Tankmates noted in the profile need to be fairly quiet and sedate, with any gourami, so active swimmers are out. The medium-sized rasbora like Trigonostigma hengeli, Trigonostigma espei, or Trigonostigma heteromorpha all work well, a small group of 7-9 of one of these species. For the substrate, a group of 5-6 of one of the dwarf species of loach--two in the profiles are Dwarf Loach and Banded Dwarf Loach--would be nice, or a group of one or two species of corydoras.

Byron.


----------



## JadaNae27 (Sep 24, 2012)

Would the mosquito rasbora be a good choice to go with two Gouramis and a small group of Corys? I couldn't find anything in the profiles on its activity level.


----------



## Byron (Mar 7, 2009)

JadaNae27 said:


> Would the mosquito rasbora be a good choice to go with two Gouramis and a small group of Corys? I couldn't find anything in the profiles on its activity level.


I wouldn't. Boraras maculatus, and any of the other five very similar species in this genus, are very tiny fish. Tankmates must be small and unlikely to eat them And as it notes in the profile, larger fish may likely intimidate them and this can cause stress, refusal to eat, etc.. This rasbora works well with the sparkling gourami, licorice gourami, eyespot gourami...in fact, I have had all of these together. But in spite of its common name, the dwarf gourami is not a small fish, with males attaining 3 inches possible. And the medium to larger gourami species will all eat or attempt to eat smaller fish.

The Trigonostigma species really are ideal with these medium gourami, such as the dwarf, honey, chocolate, pearl, and even blue.

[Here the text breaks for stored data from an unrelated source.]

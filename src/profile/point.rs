use crate::math::Point2;

slotmap::new_key_type! {
    /// Unique identifier for a point in a profile graph.
    pub struct PointId;
}

/// Data associated with a profile point.
#[derive(Debug, Clone, PartialEq)]
pub struct PointData {
    /// Canvas position in pixels.
    pub position: Point2,
    /// Optional user label.
    pub label: Option<String>,
}

impl PointData {
    /// Creates an unlabeled point at the given canvas position.
    #[must_use]
    pub fn new(position: Point2) -> Self {
        Self {
            position,
            label: None,
        }
    }

    /// Attaches a label to the point.
    #[must_use]
    pub fn with_label(mut self, label: impl Into<String>) -> Self {
        self.label = Some(label.into());
        self
    }
}
use super::{Point2, Vector2, TOLERANCE};

/// Returns the unsigned angle between two vectors in degrees, in `[0, 180]`.
///
/// Returns `None` if either vector has zero length.
#[must_use]
pub fn angle_between_degrees(v1: &Vector2, v2: &Vector2) -> Option<f64> {
    let mag1 = v1.norm();
    let mag2 = v2.norm();
    if mag1 < TOLERANCE || mag2 < TOLERANCE {
        return None;
    }
    let cos = (v1.dot(v2) / (mag1 * mag2)).clamp(-1.0, 1.0);
    Some(cos.acos().to_degrees())
}

/// Direction of the vector `from → to` relative to the +X axis, in degrees `(-180, 180]`.
#[must_use]
pub fn direction_degrees(from: &Point2, to: &Point2) -> f64 {
    let d = to - from;
    d.y.atan2(d.x).to_degrees()
}

/// Unit vector pointing at `degrees` from the +X axis.
#[must_use]
pub fn unit_from_degrees(degrees: f64) -> Vector2 {
    let rad = degrees.to_radians();
    Vector2::new(rad.cos(), rad.sin())
}

#[cfg(test)]
mod tests {
    use super::*;
    use approx::assert_relative_eq;

    #[test]
    fn right_angle() {
        let a = angle_between_degrees(&Vector2::new(-1.0, 0.0), &Vector2::new(0.0, 1.0));
        assert_relative_eq!(a.unwrap_or_default(), 90.0, epsilon = 1e-12);
    }

    #[test]
    fn opposite_vectors_are_180() {
        let a = angle_between_degrees(&Vector2::new(-2.0, 0.0), &Vector2::new(5.0, 0.0));
        assert_relative_eq!(a.unwrap_or_default(), 180.0, epsilon = 1e-12);
    }

    #[test]
    fn same_direction_is_zero() {
        let a = angle_between_degrees(&Vector2::new(3.0, 3.0), &Vector2::new(1.0, 1.0));
        assert!(a.unwrap_or(f64::NAN).abs() < 1e-6);
    }

    #[test]
    fn zero_vector_has_no_angle() {
        assert!(angle_between_degrees(&Vector2::zeros(), &Vector2::new(1.0, 0.0)).is_none());
    }

    #[test]
    fn direction_of_vertical_segment() {
        let d = direction_degrees(&Point2::new(1.0, 1.0), &Point2::new(1.0, 4.0));
        assert_relative_eq!(d, 90.0, epsilon = 1e-12);
    }

    #[test]
    fn unit_vector_from_degrees() {
        let v = unit_from_degrees(180.0);
        assert_relative_eq!(v.x, -1.0, epsilon = 1e-12);
        assert!(v.y.abs() < 1e-12);
    }
}
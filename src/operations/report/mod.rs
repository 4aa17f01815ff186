mod production_sheet;

pub use production_sheet::{
    BendRow, BuildProductionSheet, ProductionSheet, SegmentBendFigures, SegmentRow,
};
use crate::error::{GraphError, Result};
use crate::math::TOLERANCE;
use crate::profile::{ProfileGraph, SegmentId};

/// Resizes a segment by moving its end point along the current direction.
pub struct SetSegmentLength {
    segment: SegmentId,
    length: f64,
}

impl SetSegmentLength {
    /// Creates a new `SetSegmentLength` operation.
    ///
    /// * `length` - New length in pixels.
    #[must_use]
    pub fn new(segment: SegmentId, length: f64) -> Self {
        Self { segment, length }
    }

    /// Executes the operation, modifying the profile in-place.
    ///
    /// # Errors
    ///
    /// Returns an error if the segment is missing, the new length is not
    /// positive, or the segment currently has zero length (no direction).
    pub fn execute(&self, graph: &mut ProfileGraph) -> Result<()> {
        if self.length <= 0.0 || !self.length.is_finite() {
            return Err(GraphError::Degenerate(format!("segment length {}", self.length)).into());
        }
        let (start, end) = graph.segment_endpoints(self.segment)?;
        let current = end - start;
        let norm = current.norm();
        if norm < TOLERANCE {
            return Err(GraphError::Degenerate("zero-length segment has no direction".into()).into());
        }
        let end_id = graph.segment(self.segment)?.end;
        graph.move_point(end_id, start + current * (self.length / norm))?;
        Ok(())
    }
}
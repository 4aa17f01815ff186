use thiserror::Error;

/// Top-level error type for the Flashform engine.
#[derive(Debug, Error)]
pub enum FlashformError {
    #[error(transparent)]
    Graph(#[from] GraphError),

    #[error(transparent)]
    Config(#[from] ConfigError),
}

/// Errors raised while editing a profile graph.
#[derive(Debug, Error, PartialEq)]
pub enum GraphError {
    #[error("entity not found: {0}")]
    EntityNotFound(&'static str),

    #[error("segment cannot start and end at the same point")]
    SelfLoop,

    #[error("degenerate geometry: {0}")]
    Degenerate(String),
}

/// Errors raised at the configuration boundary (materials, pricing).
#[derive(Debug, Error)]
pub enum ConfigError {
    #[error("parameter {parameter} = {value} is out of range [{min}, {max}]")]
    ParameterOutOfRange {
        parameter: &'static str,
        value: f64,
        min: f64,
        max: f64,
    },

    #[error("parameter {parameter} must be positive, got {value}")]
    NonPositive { parameter: &'static str, value: f64 },

    #[error("material {0} has no allowed widths")]
    EmptyAllowedWidths(String),

    #[error("quantity must be at least 1")]
    InvalidQuantity,

    #[error("unknown material: {0}")]
    UnknownMaterial(String),

    #[error("malformed configuration: {0}")]
    Parse(#[from] serde_json::Error),
}

/// Convenience type alias for results using [`FlashformError`].
pub type Result<T> = std::result::Result<T, FlashformError>;
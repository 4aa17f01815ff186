mod merge_points;
mod rotate_profile;
mod set_segment_direction;
mod set_segment_length;

pub use merge_points::{FindMergeTarget, MergePoints, MERGE_THRESHOLD_PIXELS};
pub use rotate_profile::RotateProfile;
pub use set_segment_direction::SetSegmentDirection;
pub use set_segment_length::SetSegmentLength;
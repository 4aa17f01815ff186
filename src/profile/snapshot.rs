use std::collections::HashMap;

use serde::{Deserialize, Serialize};
use tracing::warn;

use super::{PointData, PointId, ProfileGraph, SegmentData};
use crate::math::Point2;

/// A stored point, keyed by an external string ID.
#[derive(Debug, Clone, PartialEq, Serialize, Deserialize)]
pub struct PointRecord {
    pub id: String,
    pub x: f64,
    pub y: f64,
    #[serde(default, skip_serializing_if = "Option::is_none")]
    pub label: Option<String>,
}

/// A stored segment. `length` and `angle` are written for readers of the
/// stored data and ignored on load.
#[derive(Debug, Clone, PartialEq, Serialize, Deserialize)]
#[serde(rename_all = "camelCase")]
pub struct SegmentRecord {
    pub id: String,
    pub start_point_id: String,
    pub end_point_id: String,
    #[serde(default)]
    pub length: f64,
    #[serde(default, skip_serializing_if = "Option::is_none")]
    pub angle: Option<f64>,
    #[serde(default, skip_serializing_if = "Option::is_none")]
    pub label: Option<String>,
}

/// Plain-data form of a profile as exchanged with persistence.
#[derive(Debug, Clone, Default, PartialEq, Serialize, Deserialize)]
pub struct ProfileSnapshot {
    pub points: Vec<PointRecord>,
    pub segments: Vec<SegmentRecord>,
}

impl ProfileSnapshot {
    /// Parses a snapshot from JSON.
    ///
    /// # Errors
    ///
    /// Returns an error if the JSON does not match the snapshot shape.
    pub fn from_json(json: &str) -> Result<Self, serde_json::Error> {
        serde_json::from_str(json)
    }

    /// Serializes the snapshot to JSON.
    ///
    /// # Errors
    ///
    /// Returns an error if serialization fails.
    pub fn to_json(&self) -> Result<String, serde_json::Error> {
        serde_json::to_string(self)
    }
}

impl ProfileGraph {
    /// Builds a profile from stored data.
    ///
    /// Duplicate point IDs keep the first occurrence. Segments that reference
    /// unknown points or loop back onto their start are skipped.
    #[must_use]
    pub fn from_snapshot(snapshot: &ProfileSnapshot) -> Self {
        let mut graph = Self::new();
        let mut ids: HashMap<&str, PointId> = HashMap::with_capacity(snapshot.points.len());

        for record in &snapshot.points {
            if ids.contains_key(record.id.as_str()) {
                warn!(point = %record.id, "duplicate point id in snapshot, skipping");
                continue;
            }
            let data = PointData {
                position: Point2::new(record.x, record.y),
                label: record.label.clone(),
            };
            ids.insert(record.id.as_str(), graph.add_point(data));
        }

        for record in &snapshot.segments {
            let (Some(&start), Some(&end)) = (
                ids.get(record.start_point_id.as_str()),
                ids.get(record.end_point_id.as_str()),
            ) else {
                warn!(segment = %record.id, "segment references a missing point, skipping");
                continue;
            };
            let data = SegmentData {
                start,
                end,
                label: record.label.clone(),
            };
            if let Err(err) = graph.add_segment(data) {
                warn!(segment = %record.id, %err, "invalid segment in snapshot, skipping");
            }
        }

        graph
    }

    /// Exports the profile with freshly numbered string IDs and derived
    /// segment lengths (pixels) and directions (degrees).
    #[must_use]
    pub fn to_snapshot(&self) -> ProfileSnapshot {
        let mut names: HashMap<PointId, String> = HashMap::with_capacity(self.point_count());
        let points = self
            .points()
            .enumerate()
            .map(|(i, (id, data))| {
                let name = format!("point-{i}");
                names.insert(id, name.clone());
                PointRecord {
                    id: name,
                    x: data.position.x,
                    y: data.position.y,
                    label: data.label.clone(),
                }
            })
            .collect();

        let segments = self
            .segments()
            .enumerate()
            .filter_map(|(i, (id, seg))| {
                Some(SegmentRecord {
                    id: format!("segment-{i}"),
                    start_point_id: names.get(&seg.start)?.clone(),
                    end_point_id: names.get(&seg.end)?.clone(),
                    length: self.segment_length(id).ok()?,
                    angle: self.segment_direction(id).ok(),
                    label: seg.label.clone(),
                })
            })
            .collect();

        ProfileSnapshot { points, segments }
    }
}

#[cfg(test)]
#[allow(clippy::unwrap_used)]
mod tests {
    use super::*;
    use approx::assert_relative_eq;

    const STORED: &str = r#"{
        "points": [
            {"id": "p1", "x": 0, "y": 0},
            {"id": "p2", "x": 30, "y": 40, "label": "corner"},
            {"id": "p3", "x": 30, "y": 100}
        ],
        "segments": [
            {"id": "s1", "startPointId": "p1", "endPointId": "p2", "length": 50, "label": "A"},
            {"id": "s2", "startPointId": "p2", "endPointId": "p3", "length": 999},
            {"id": "s3", "startPointId": "p3", "endPointId": "ghost", "length": 1},
            {"id": "s4", "startPointId": "p1", "endPointId": "p1", "length": 0}
        ]
    }"#;

    #[test]
    fn load_skips_dangling_and_self_loops() {
        let snapshot = ProfileSnapshot::from_json(STORED).unwrap();
        let graph = ProfileGraph::from_snapshot(&snapshot);
        assert_eq!(graph.point_count(), 3);
        assert_eq!(graph.segment_count(), 2);
    }

    #[test]
    fn stored_length_is_ignored() {
        let snapshot = ProfileSnapshot::from_json(STORED).unwrap();
        let graph = ProfileGraph::from_snapshot(&snapshot);
        let total: f64 = graph
            .segments()
            .map(|(id, _)| graph.segment_length(id).unwrap())
            .sum();
        assert_relative_eq!(total, 50.0 + 60.0);
    }

    #[test]
    fn duplicate_point_ids_keep_first() {
        let snapshot = ProfileSnapshot {
            points: vec![
                PointRecord { id: "a".into(), x: 1.0, y: 2.0, label: None },
                PointRecord { id: "a".into(), x: 9.0, y: 9.0, label: None },
            ],
            segments: vec![],
        };
        let graph = ProfileGraph::from_snapshot(&snapshot);
        assert_eq!(graph.point_count(), 1);
        let (_, p) = graph.points().next().unwrap();
        assert_relative_eq!(p.position.x, 1.0);
    }

    #[test]
    fn export_writes_derived_fields() {
        let snapshot = ProfileSnapshot::from_json(STORED).unwrap();
        let exported = ProfileGraph::from_snapshot(&snapshot).to_snapshot();
        assert_eq!(exported.points.len(), 3);
        assert_eq!(exported.segments.len(), 2);

        let labelled = exported
            .segments
            .iter()
            .find(|s| s.label.as_deref() == Some("A"))
            .unwrap();
        assert_relative_eq!(labelled.length, 50.0);

        let json = exported.to_json().unwrap();
        assert!(json.contains("startPointId"));
        let reloaded = ProfileGraph::from_snapshot(&ProfileSnapshot::from_json(&json).unwrap());
        assert_eq!(reloaded.segment_count(), 2);
    }
}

I have a group of 10 B. maculatus now in my 33g with a group of Nannostomus mortenthaleri, Paracheirodon simulans, and the dwarf loach and banded dwarf loach. Well over a year now, which really pleases me for the Boraras as they are extremely delicate fish and not always easy to maintain. I only put them in this tank when I acquired them because I had the Boraras brigittae in another tank and didn't want to combine them for the reason mentioned in the profile. I wasn't expecting trouble, but the pencilfish was something of an unknown as this is the first time I've had them but the two groups are frequently together as when feeding, and seem to regard each other as family.


----------



## JadaNae27 (Sep 24, 2012)

Congratulations on keeping them going great  

I think I'll go with the harlequin. I would choose the dwarf loaches, but I think my gravel is just a tad too large for them.


----------



## JadaNae27 (Sep 24, 2012)

Here is a guestimate of what my 20 gallon will look like when I get the fish in about a week or so  I know everything is sized horribly, my 20 gallon is not this small XD


----------



## Byron (Mar 7, 2009)

That should work very nicely.:-D B.


----------



## JadaNae27 (Sep 24, 2012)

Thank you ^_^ I'm also pretty happy, because the tank is completely cycled ^_^ Ready for everybody! now
* Sits for the long wait for the expensive prettys to get here*


----------